▶ Records drawn from a dataset:
╭──

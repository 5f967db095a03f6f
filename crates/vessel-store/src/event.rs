//! Notifications delivered to subscribers.

use std::fmt;

use serde::{Deserialize, Serialize};

use vessel_types::{Patch, Value};

/// What caused a notification.
#[derive(Clone, Copy, Debug, PartialEq, Eq, Hash, Serialize, Deserialize)]
#[serde(rename_all = "lowercase")]
pub enum EventKind {
    /// A mutation was committed (or buffered while paused).
    Change,
    /// History recording was paused.
    Pause,
    /// History recording was resumed.
    Resume,
    /// An entry was undone.
    Undo,
    /// An entry was redone.
    Redo,
}

impl fmt::Display for EventKind {
    fn fmt(&self, f: &mut fmt::Formatter<'_>) -> fmt::Result {
        let s = match self {
            EventKind::Change => "change",
            EventKind::Pause => "pause",
            EventKind::Resume => "resume",
            EventKind::Undo => "undo",
            EventKind::Redo => "redo",
        };
        f.write_str(s)
    }
}

/// A notification as seen by a listener.
///
/// Borrowed from the store for the duration of the callback. Listeners that
/// need the snapshot later can clone it; cloning shares structure.
#[derive(Clone, Copy, Debug)]
pub struct Notification<'a> {
    pub kind: EventKind,
    /// The snapshot after the operation.
    pub state: &'a Value,
    /// The patches that produced `state`: one for a change, the whole entry
    /// for an undo or redo, none for pause and resume.
    pub patches: &'a [Patch],
    /// The dotted path a path-scoped listener subscribed to. `None` for
    /// any-change listeners.
    pub path: Option<&'a str>,
}

impl<'a> Notification<'a> {
    pub fn new(kind: EventKind, state: &'a Value, patches: &'a [Patch]) -> Self {
        Self {
            kind,
            state,
            patches,
            path: None,
        }
    }

    /// The same notification, scoped to `path`.
    pub fn at(self, path: &'a str) -> Self {
        Self {
            path: Some(path),
            ..self
        }
    }

    /// The node at the scoped path in the new snapshot, if it still exists.
    pub fn value(&self) -> Option<&'a Value> {
        match self.path {
            None | Some("") => Some(self.state),
            Some(path) => path
                .split('.')
                .try_fold(self.state, |node, step| match node {
                    Value::Array(_) => step.parse::<usize>().ok().and_then(|i| node.get(&i.into())),
                    _ => node.get(&step.into()),
                }),
        }
    }
}
//! Patch operations.
//!
//! Each operation carries enough of the old tree to be inverted on its own,
//! so a patch doubles as its own undo record.

use serde::{Deserialize, Serialize};

use crate::path::Path;
use crate::value::Value;

/// Which way a patch is replayed.
#[derive(Clone, Copy, Debug, PartialEq, Eq, Hash, Serialize, Deserialize)]
#[serde(rename_all = "snake_case")]
pub enum Direction {
    Forward,
    Inverse,
}

/// Operation discriminant.
#[derive(Clone, Copy, Debug, PartialEq, Eq, Hash, Serialize, Deserialize)]
#[serde(rename_all = "UPPERCASE")]
pub enum OpKind {
    Create,
    Change,
    Remove,
}

/// A single edit at a path.
#[derive(Clone, Debug, PartialEq, Serialize, Deserialize)]
#[serde(tag = "type", rename_all = "UPPERCASE")]
pub enum Operation {
    /// A node that did not exist now holds `value`.
    Create { path: Path, value: Value },
    /// A node changed from `old_value` to `value`.
    Change {
        path: Path,
        value: Value,
        #[serde(rename = "oldValue")]
        old_value: Value,
    },
    /// A node holding `old_value` no longer exists.
    Remove {
        path: Path,
        #[serde(rename = "oldValue")]
        old_value: Value,
    },
}

/// What replaying an operation does to its target slot.
#[derive(Clone, Copy, Debug, PartialEq)]
pub enum Effect<'a> {
    Set(&'a Value),
    Delete,
}

impl Operation {
    pub fn create(path: Path, value: impl Into<Value>) -> Self {
        Operation::Create {
            path,
            value: value.into(),
        }
    }

    pub fn change(path: Path, old_value: impl Into<Value>, value: impl Into<Value>) -> Self {
        Operation::Change {
            path,
            value: value.into(),
            old_value: old_value.into(),
        }
    }

    pub fn remove(path: Path, old_value: impl Into<Value>) -> Self {
        Operation::Remove {
            path,
            old_value: old_value.into(),
        }
    }

    pub fn kind(&self) -> OpKind {
        match self {
            Operation::Create { .. } => OpKind::Create,
            Operation::Change { .. } => OpKind::Change,
            Operation::Remove { .. } => OpKind::Remove,
        }
    }

    pub fn path(&self) -> &Path {
        match self {
            Operation::Create { path, .. }
            | Operation::Change { path, .. }
            | Operation::Remove { path, .. } => path,
        }
    }

    /// Effect of replaying this operation in `direction`.
    ///
    /// | op     | forward      | inverse         |
    /// |--------|--------------|-----------------|
    /// | CREATE | set `value`  | delete          |
    /// | CHANGE | set `value`  | set `old_value` |
    /// | REMOVE | delete       | set `old_value` |
    pub fn effect(&self, direction: Direction) -> Effect<'_> {
        match (self, direction) {
            (Operation::Create { value, .. }, Direction::Forward)
            | (Operation::Change { value, .. }, Direction::Forward) => Effect::Set(value),
            (Operation::Change { old_value, .. }, Direction::Inverse)
            | (Operation::Remove { old_value, .. }, Direction::Inverse) => Effect::Set(old_value),
            (Operation::Create { .. }, Direction::Inverse)
            | (Operation::Remove { .. }, Direction::Forward) => Effect::Delete,
        }
    }

    /// The operation that undoes this one.
    pub fn inverse(&self) -> Operation {
        match self {
            Operation::Create { path, value } => Operation::Remove {
                path: path.clone(),
                old_value: value.clone(),
            },
            Operation::Change {
                path,
                value,
                old_value,
            } => Operation::Change {
                path: path.clone(),
                value: old_value.clone(),
                old_value: value.clone(),
            },
            Operation::Remove { path, old_value } => Operation::Create {
                path: path.clone(),
                value: old_value.clone(),
            },
        }
    }
}

/// Ordered operations forming one atomic transition between two snapshots.
///
/// Order is significant and must survive storage and replay.
#[derive(Clone, Debug, Default, PartialEq, Serialize, Deserialize)]
#[serde(transparent)]
pub struct Patch(Vec<Operation>);

impl Patch {
    pub fn new() -> Self {
        Self::default()
    }

    pub fn from_ops(ops: Vec<Operation>) -> Self {
        Self(ops)
    }

    pub fn push(&mut self, op: Operation) {
        self.0.push(op);
    }

    pub fn is_empty(&self) -> bool {
        self.0.is_empty()
    }

    pub fn len(&self) -> usize {
        self.0.len()
    }

    pub fn ops(&self) -> &[Operation] {
        &self.0
    }

    pub fn iter(&self) -> std::slice::Iter<'_, Operation> {
        self.0.iter()
    }

    pub fn into_ops(self) -> Vec<Operation> {
        self.0
    }

    /// Paths of every operation, in order.
    pub fn paths(&self) -> impl Iterator<Item = &Path> + '_ {
        self.0.iter().map(Operation::path)
    }

    /// A patch whose forward replay equals this patch's inverse replay.
    ///
    /// Operation order is kept: within one patch no path is a prefix of
    /// another, and ascending array indices keep re-insertions contiguous.
    pub fn inverse(&self) -> Patch {
        Self(self.0.iter().map(Operation::inverse).collect())
    }

    /// Number of operations of each kind: `(creates, changes, removes)`.
    pub fn counts(&self) -> (usize, usize, usize) {
        self.0.iter().fold((0, 0, 0), |(c, u, r), op| match op.kind() {
            OpKind::Create => (c + 1, u, r),
            OpKind::Change => (c, u + 1, r),
            OpKind::Remove => (c, u, r + 1),
        })
    }
}

impl From<Vec<Operation>> for Patch {
    fn from(ops: Vec<Operation>) -> Self {
        Self(ops)
    }
}

impl FromIterator<Operation> for Patch {
    fn from_iter<I: IntoIterator<Item = Operation>>(iter: I) -> Self {
        Self(iter.into_iter().collect())
    }
}

impl Extend<Operation> for Patch {
    fn extend<I: IntoIterator<Item = Operation>>(&mut self, iter: I) {
        self.0.extend(iter);
    }
}

impl IntoIterator for Patch {
    type Item = Operation;
    type IntoIter = std::vec::IntoIter<Operation>;

    fn into_iter(self) -> Self::IntoIter {
        self.0.into_iter()
    }
}

impl<'a> IntoIterator for &'a Patch {
    type Item = &'a Operation;
    type IntoIter = std::slice::Iter<'a, Operation>;

    fn into_iter(self) -> Self::IntoIter {
        self.0.iter()
    }
}
//! Binary ownership and mode

use super::{ENSURE_USER, INSTALL_BINARY, Idempotency, SET_PERMISSIONS, Step};
use crate::classify::Outcome;
use crate::context::Context;
use crate::error::ProvisionError;

/// Hand the installed binary to the service account and make it executable
#[derive(Debug, Clone)]
pub struct SetPermissions {
    /// Owner, as `user:group`
    pub owner: String,
    /// Octal mode passed to chmod
    pub mode: String,
    description: String,
}

impl SetPermissions {
    pub fn new(user: &str) -> Self {
        Self {
            owner: format!("{user}:{user}"),
            mode: "755".into(),
            description: format!("Set binary ownership to {user}"),
        }
    }
}

impl Step for SetPermissions {
    fn name(&self) -> &'static str {
        SET_PERMISSIONS
    }

    fn description(&self) -> &str {
        &self.description
    }

    fn idempotency(&self) -> Idempotency {
        Idempotency::Overwrite
    }

    fn requires(&self) -> &'static [&'static str] {
        &[ENSURE_USER, INSTALL_BINARY]
    }

    fn run(&self, ctx: &mut Context<'_>) -> Result<Outcome, ProvisionError> {
        let path = ctx.config().install_path.to_string_lossy();

        // Either command failing stops the run before the service starts
        ctx.exec(&["chown", &self.owner, &path])?;
        ctx.exec(&["chmod", &self.mode, &path])?;
        Ok(Outcome::Success)
    }
}
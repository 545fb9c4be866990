//! Failure classification
//!
//! A non-zero exit is not always an error: "user already exists" means the desired
//! state holds. Each step picks its own classifier so the same phrase can mean
//! different things for different resources.

use crate::runner::CommandResult;

/// Result of a command or step, after classification
#[derive(Debug, Clone, PartialEq, Eq)]
pub enum Outcome {
    Success,
    /// Failed, but in a way that shows the desired state already holds
    ToleratedFailure(String),
    FatalFailure(String),
}

impl Outcome {
    pub fn is_fatal(&self) -> bool {
        matches!(self, Self::FatalFailure(_))
    }
}

/// Strategy for deciding whether a failed command is benign
pub trait FailureClassifier {
    fn classify(&self, result: &CommandResult) -> Outcome;
}

/// Tolerates failures whose stderr contains one of a set of signatures
#[derive(Debug, Clone, Default)]
pub struct SignatureClassifier {
    signatures: Vec<String>,
}

impl SignatureClassifier {
    pub fn new(signatures: impl IntoIterator<Item = impl Into<String>>) -> Self {
        Self {
            signatures: signatures.into_iter().map(Into::into).collect(),
        }
    }

    /// Classifier that tolerates nothing
    pub fn strict() -> Self {
        Self::default()
    }
}

impl FailureClassifier for SignatureClassifier {
    fn classify(&self, result: &CommandResult) -> Outcome {
        if result.success() {
            return Outcome::Success;
        }
        // Case-sensitive substring match
        match self
            .signatures
            .iter()
            .find(|sig| result.stderr.contains(sig.as_str()))
        {
            Some(sig) => Outcome::ToleratedFailure(sig.clone()),
            None => Outcome::FatalFailure(result.stderr.trim().to_string()),
        }
    }
}

/// Tolerates a fixed set of exit codes
#[derive(Debug, Clone)]
pub struct ExitCodeClassifier {
    benign: Vec<(i32, String)>,
}

impl ExitCodeClassifier {
    pub fn new(benign: impl IntoIterator<Item = (i32, impl Into<String>)>) -> Self {
        Self {
            benign: benign.into_iter().map(|(c, r)| (c, r.into())).collect(),
        }
    }
}

impl FailureClassifier for ExitCodeClassifier {
    fn classify(&self, result: &CommandResult) -> Outcome {
        if result.success() {
            return Outcome::Success;
        }
        match self.benign.iter().find(|(code, _)| *code == result.exit_code) {
            Some((_, reason)) => Outcome::ToleratedFailure(reason.clone()),
            None => Outcome::FatalFailure(format!(
                "exit code {}: {}",
                result.exit_code,
                result.stderr.trim()
            )),
        }
    }
}

/// Classify `result` against a set of benign stderr signatures
pub fn classify(result: &CommandResult, signatures: &[&str]) -> Outcome {
    SignatureClassifier::new(signatures.iter().copied()).classify(result)
}
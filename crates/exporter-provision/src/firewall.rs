//! Firewall back-end detection

use crate::runner::CommandRunner;

/// Firewall control system present on the host
#[derive(Debug, Clone, Copy, PartialEq, Eq)]
pub enum FirewallBackend {
    Ufw,
    Firewalld,
    None,
}

impl FirewallBackend {
    /// Control executable probed for this back end, in detection order
    const PROBES: [(FirewallBackend, &'static str); 2] = [
        (FirewallBackend::Ufw, "ufw"),
        (FirewallBackend::Firewalld, "firewall-cmd"),
    ];
}

/// Detection state for one run
#[derive(Debug, Clone, Copy, PartialEq, Eq, Default)]
pub enum FirewallState {
    #[default]
    Undetected,
    Ufw,
    Firewalld,
    Unsupported,
}

/// Detects the firewall back end once and remembers it
#[derive(Debug, Clone, Default)]
pub struct FirewallSelector {
    state: FirewallState,
}

impl FirewallSelector {
    pub fn new() -> Self {
        Self::default()
    }

    pub fn state(&self) -> FirewallState {
        self.state
    }

    /// Resolve the back end, probing the host only on first use.
    ///
    /// ufw is checked before firewalld so the result is stable if both exist.
    pub fn detect(&mut self, runner: &dyn CommandRunner) -> FirewallBackend {
        if self.state == FirewallState::Undetected {
            let found = FirewallBackend::PROBES
                .iter()
                .find(|(_, program)| runner.resolve(program).is_some())
                .map_or(FirewallBackend::None, |(backend, _)| *backend);

            self.state = match found {
                FirewallBackend::Ufw => FirewallState::Ufw,
                FirewallBackend::Firewalld => FirewallState::Firewalld,
                FirewallBackend::None => FirewallState::Unsupported,
            };
            tracing::debug!(state = ?self.state, "firewall backend detected");
        }

        match self.state {
            FirewallState::Ufw => FirewallBackend::Ufw,
            FirewallState::Firewalld => FirewallBackend::Firewalld,
            FirewallState::Undetected | FirewallState::Unsupported => FirewallBackend::None,
        }
    }
}
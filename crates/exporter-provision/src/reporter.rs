//! Progress reporting seam
//!
//! The library never prints. Frontends implement [`Reporter`] to show progress;
//! every method has a no-op default.

use crate::classify::Outcome;
use crate::runner::CommandResult;

#[allow(unused_variables)]
pub trait Reporter {
    /// A step is about to run (`index` is 1-based)
    fn step_started(&self, index: usize, total: usize, name: &str, description: &str) {}

    /// A step finished with `outcome`
    fn step_finished(&self, index: usize, total: usize, name: &str, outcome: &Outcome) {}

    /// A step was not run
    fn step_skipped(&self, index: usize, total: usize, name: &str, reason: &str) {}

    /// A command is about to be executed
    fn command(&self, argv: &[&str]) {}

    /// Output of a command that exited 0
    fn command_output(&self, result: &CommandResult) {}

    /// A command exited non-zero
    fn command_failed(&self, argv: &[&str], result: &CommandResult) {}

    /// Operator-facing message
    fn info(&self, message: &str) {}

    /// Something the operator must act on
    fn warn(&self, message: &str) {}
}

/// Reporter that discards everything
#[derive(Debug, Clone, Copy, Default)]
pub struct NullReporter;

impl Reporter for NullReporter {}
//! Firewall allow-listing for the exporter port

use super::{CONFIGURE_FIREWALL, Idempotency, Step};
use crate::classify::{ExitCodeClassifier, Outcome, SignatureClassifier};
use crate::config::{AllowSource, ExporterConfig};
use crate::context::Context;
use crate::error::ProvisionError;
use crate::firewall::FirewallBackend;
use crate::runner::RunOptions;

/// firewall-cmd exit code for a rule that is already present
const FIREWALLD_ALREADY_ENABLED: i32 = 11;

/// Arguments to `ufw` allowing `source` to reach `port`
pub fn ufw_allow_args(source: &AllowSource, port: u16) -> Vec<String> {
    let source = source.to_string();
    let port = port.to_string();
    [
        "allow",
        "from",
        source.as_str(),
        "to",
        "any",
        "port",
        port.as_str(),
        "proto",
        "tcp",
    ]
    .map(String::from)
    .into()
}

/// firewalld rich rule allowing `source` to reach `port`
pub fn firewalld_rich_rule(source: &AllowSource, port: u16) -> String {
    format!(
        r#"rule family="{}" source address="{source}" port port="{port}" protocol="tcp" accept"#,
        source.family()
    )
}

/// Restrict the exporter port to an allow-listed source address.
///
/// Soft: a missing back end or a failed rule only produces a warning.
#[derive(Debug, Clone)]
pub struct ConfigureFirewall {
    description: String,
}

impl ConfigureFirewall {
    pub fn new(config: &ExporterConfig) -> Self {
        let description = match &config.allow_source {
            Some(source) => format!("Allow {source} to port {}/tcp", config.port),
            None => "Configure firewall".into(),
        };
        Self { description }
    }

    fn ufw(ctx: &Context<'_>, source: &AllowSource, port: u16) -> Result<Outcome, ProvisionError> {
        ctx.reporter().info("Detected ufw, installing rule");

        let args = ufw_allow_args(source, port);
        let argv: Vec<&str> = std::iter::once("ufw")
            .chain(args.iter().map(String::as_str))
            .collect();
        ctx.exec(&argv)?;

        // Answer the interactive confirmation prompt
        let enable = ctx.exec_classified(
            &["ufw", "enable"],
            RunOptions::default().with_stdin("y\n"),
            &SignatureClassifier::strict(),
        )?;

        // Current rules are shown even when enabling failed
        ctx.exec_with(&["ufw", "status"], &RunOptions::allow_failure())?;
        Ok(enable)
    }

    fn firewalld(
        ctx: &Context<'_>,
        source: &AllowSource,
        port: u16,
    ) -> Result<Outcome, ProvisionError> {
        ctx.reporter().info("Detected firewalld, installing rule");

        let rule = firewalld_rich_rule(source, port);
        let added = ctx.exec_classified(
            &["firewall-cmd", "--permanent", "--add-rich-rule", &rule],
            RunOptions::default(),
            &ExitCodeClassifier::new([(FIREWALLD_ALREADY_ENABLED, "ALREADY_ENABLED")]),
        )?;
        if added.is_fatal() {
            return Ok(added);
        }

        ctx.exec(&["firewall-cmd", "--reload"])?;
        ctx.exec(&["firewall-cmd", "--list-rich-rules"])?;
        Ok(added)
    }
}

impl Step for ConfigureFirewall {
    fn name(&self) -> &'static str {
        CONFIGURE_FIREWALL
    }

    fn description(&self) -> &str {
        &self.description
    }

    fn idempotency(&self) -> Idempotency {
        Idempotency::Guarded
    }

    fn fatal_on_failure(&self) -> bool {
        false
    }

    fn skip_reason(&self, config: &ExporterConfig) -> Option<String> {
        config
            .allow_source
            .is_none()
            .then(|| "no source address to allow-list".to_string())
    }

    fn run(&self, ctx: &mut Context<'_>) -> Result<Outcome, ProvisionError> {
        let config = ctx.config();
        let Some(source) = &config.allow_source else {
            return Ok(Outcome::Success);
        };

        match ctx.firewall_backend() {
            FirewallBackend::Ufw => Self::ufw(ctx, source, config.port),
            FirewallBackend::Firewalld => Self::firewalld(ctx, source, config.port),
            FirewallBackend::None => {
                ctx.reporter().warn(&format!(
                    "Neither ufw nor firewalld found; open TCP port {} for {source} manually",
                    config.port
                ));
                Ok(Outcome::Success)
            }
        }
    }
}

╰──

▶ TASK DESCRIPTION: Going through the entries above, count the lines that include "argv" and state only the result.

▶ RESULT FOR THIS EXERCISE: 4